Hamburger assassino. Ritirati 60 milioni di pezzi

7 ottobre 2007
Marco d'Eramo
Fonte: Il Manifesto (http://www.ilmanifesto.it)

In Europa non se n'è accorto nessuno, ma l'argomento vero che da più di una settimana appassiona, et pour cause, le statunitensi, è la vicenda delle 10.000 (per l'esattezza 9.843) tonnellate di hamburger congelato che sono state ritirate dalla circolazione perché contaminate del virus E Coli O157:H7. Almeno 30 persone si sono ammalate per aver mangiato hamburger della stessa partita e 10 di loro sono state ospedalizzate. Il 25 settembre erano state ritirate dalla circolazione solo (!!) 160 tonnellate, ma sabato 29 si è arrivati a 21,7 milioni di libbre, cioè la straordinaria cifra di più di 60 milioni di confezioni di hamburger. È il secondo più grande ritiro di carne congelata della storia americana, nei 67 anni in cui sono stati effettuati controlli, dopo che nel 1997 erano stati richiamati 11 milioni 340.000 chili di hamburger. La carne era stata lavorata negli stabilimenti della Topps Meat Co. di Elizabeth nel New Jersey, compagnia che ora si avvia al fallimento. Il tema della carne infetta è ricorrente, anzi endemico negli Usa dove ogni anno vi sono infatti 4 milioni di casi d'intossicazione alimentare dovuta alla carne e si registrano 6.000 infezioni di E Coli 0157:H7, un virus che può risultare letale. Il bellissimo libro di Eric Schlosser, Fast Food Nation (tradotto in italiano presso le edizioni Net), spiega in modo esauriente perché l'industria della carne Usa non può non produrre carne infetta. Ogni anno nei 9.000 impianti degli Stati Uniti vengono macellati e trat-tati («processed») 4 miliardi di polli e 129 milioni di quadrupedi (33 milioni di buoi, 88 milioni di maiali, un milione e mezzo di vitelli, 5,8 di ovini). È il meat-packing, la «confezione della carne». Un'industria colossale che plasma il continente americano ed è alla base del suo mito più leggendario, i cowboy; un'industria di cui gli statunitensi si accorgono, e per cui si allarmano, solo di fronte a casi clamorosi di avvelenamento.

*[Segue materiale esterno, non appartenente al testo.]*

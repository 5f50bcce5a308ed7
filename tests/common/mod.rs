//! Fakes shared by the integration tests

#![allow(dead_code)]

use std::sync::{
    atomic::{AtomicUsize, Ordering},
    Arc,
};

use countdown_clock::{clock::TickSource, services::Notifier};

/// Tick source that returns immediately and counts calls
#[derive(Debug, Default)]
pub struct CountingTicks {
    pub ticks: u64,
    pub resets: u64,
}

impl TickSource for CountingTicks {
    fn reset(&mut self) {
        self.resets += 1;
    }

    async fn tick(&mut self) {
        self.ticks += 1;
    }
}

/// Notifier that counts how often it fired
#[derive(Debug, Clone, Default)]
pub struct RecordingAlert(Arc<AtomicUsize>);

impl RecordingAlert {
    pub fn count(&self) -> usize {
        self.0.load(Ordering::SeqCst)
    }
}

impl Notifier for RecordingAlert {
    fn notify(&self) {
        self.0.fetch_add(1, Ordering::SeqCst);
    }
}

/// One drawn frame, as text
#[derive(Debug, PartialEq, Eq)]
pub struct Frame {
    pub clock: String,
    pub minutes: String,
    pub seconds: String,
}

/// Field text between `label` and the clear-line sequence that ends it
fn field(segment: &str, label: &str) -> String {
    let start = segment.find(label).expect("label present") + label.len();
    let rest = &segment[start..];
    let end = rest.find("\x1b[K").expect("line terminated");
    rest[..end].to_string()
}

/// Split raw output into the frames it contains
pub fn frames(out: &[u8]) -> Vec<Frame> {
    let text = String::from_utf8_lossy(out);
    text.split("Time Remaining: ")
        .skip(1)
        .map(|segment| Frame {
            clock: segment[..5].to_string(),
            minutes: field(segment, "Minutes: "),
            seconds: field(segment, "Seconds: "),
        })
        .collect()
}

pub fn filled(gauge: &str, glyph: char) -> usize {
    gauge.chars().filter(|c| *c == glyph).count()
}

Per arrivare a queste cifre astronomiche l'industria deve ricorrere a tutte le economie possibili: i bovini devono crescere in 18 mesi invece che in tre anni, devono essere nutriti a mais invece che a erba: ma lo stomaco dei bovini nutriti a mais produce molta più acidità di quello dei bovini nutriti a erba, perciò i bovini si ammalano, quindi devono essere curati con 100 grammi di antibiotici al giorno, poi la macellazione deve essere rapidissima e quindi i coltelli finiscono per passare dagli intestini con le loro feci, ai tagli di carne che noi mangeremo. Le feci dei bovini hanno sempre contenuto l'E Coli, ma la minore acidità costituiva una barriera biologica per cui, arrivato nel molto più acido stomaco umano, l'E Coli moriva. Ora non è più così. Alla frenesia dell'industria si è aggiunta la deregulation reaganiana che ha tagliato il numero degli ispettori. L'indignazione delle «massaie» (qui le confezioni surgelate possono restare nel congelatore per mesi e mesi) è divampata quando si è saputo che il primo ricovero (una diciottenne della Pensylvania) per l'E Coli nella carne della Topps Meat era avvenuto già il 5 luglio e che a tutto il 5 settembre per la stessa ragione erano state ricoverate persone in Connecticut, Maine, Florida, Indiana, Ohio e New York, e che ciò nonostante il ministero dell'agricoltura ha aspettato altri 20 giorni prima di cominciare a ordinare il ritiro. La beffa finale di questa vicenda è che, mentre 10 cittadini venivano ospedalizzati e 60 milioni di hamburger venivano ritirati dalla circolazione, il Congresso degli Stati Uniti si apprestava a varare una legge nelle cui pieghe era celato un codicillo che rendeva ancora più indulgente il sistema d'ispezione.